The subexpression considered for elimination only include selected unary and binary operations. Not all operations are currently eliminated. Other simple subexprs, like casts, should be considered for elimination. Additional expressions identified would presumably speed up the code more. In particular, it seems that efforts should be made to enable Titanium specific expression elimination, for example points or domains, or remove expressions using special information that is available, like methods with no side effects. This class of optimizations seems more likely to be useful, as they take advantage of information that the Titanium compiler has that gcc does not. The reason none of these were considered in this work was due to the fact that I believed that it was more important to implement the basic algorithm than to make it work for every possible subexpression before finishing the work.

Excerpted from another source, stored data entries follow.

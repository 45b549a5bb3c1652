use anyhow::Result;

pub mod breathe;
pub mod chat;
pub mod mood;
pub mod resources;

pub use breathe::BreatheCommand;
pub use chat::ChatCommand;
pub use mood::MoodCommand;
pub use resources::ResourcesCommand;

pub const CARE_DISCLAIMER: &str = "Mindful is designed to support mental wellbeing but is not a replacement for professional mental health care.";

#[allow(async_fn_in_trait)]
pub trait Command {
    async fn execute(&self) -> Result<()>;
}

/// Landing screen shown when no subcommand is given
pub fn show_welcome() -> Result<()> {
    println!("🌿 Mindful  ·  Mental Wellness  ·  AI-Powered");
    println!();
    println!("   Your personal mental wellness companion");
    println!();
    println!("  💗 Daily Check-ins      Track your mood and mental state");
    println!("  🧠 Guided Exercises     Interactive breathing and meditation exercises");
    println!("  ✨ Wellness Resources   Connect with mental health professionals and resources");
    println!();
    println!("Get started:");
    println!("  💬 mindful chat         # Talk with your companion");
    println!("  🌬️  mindful breathe      # Guided breathing exercise");
    println!("  📝 mindful mood good    # Daily mood check-in");
    println!("  📚 mindful resources    # Professional support services");
    println!();
    println!("{CARE_DISCLAIMER}");
    Ok(())
}
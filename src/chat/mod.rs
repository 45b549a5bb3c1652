// Chat Companion Module
//
// Canned-response chat: messages, the reply seam, and an in-memory session.

pub mod responder;
pub mod session;
pub mod types;

pub use responder::{CannedResponder, Responder, GREETING};
pub use session::ChatSession;
pub use types::{ChatMessage, Sender};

The subexpression identified for elimination only include single operations. Larger subexpressions could be analyzed to give a broader range of the subexpressions that can be eliminated. Note, however, that to identify more larger expressions than multiple passes of the current code finds, expressions need to be compared in a non-naive fashion, taking into account commutativity, associativity, and possibly other algebraic identities.As the live ranges of common subexpressions are unanalyzed, all declarations of compiler generated temporaries are placed at the top level of the method in which they are used. This could potentially cause performance degradation if the C compiler is not sufficiently intelligent about the live ranges of these variables. In particular, eliminations in basic blocks should be able to be easily analyzed for the live ranges of temporaries, and place the declarations of those temporaries accordingly.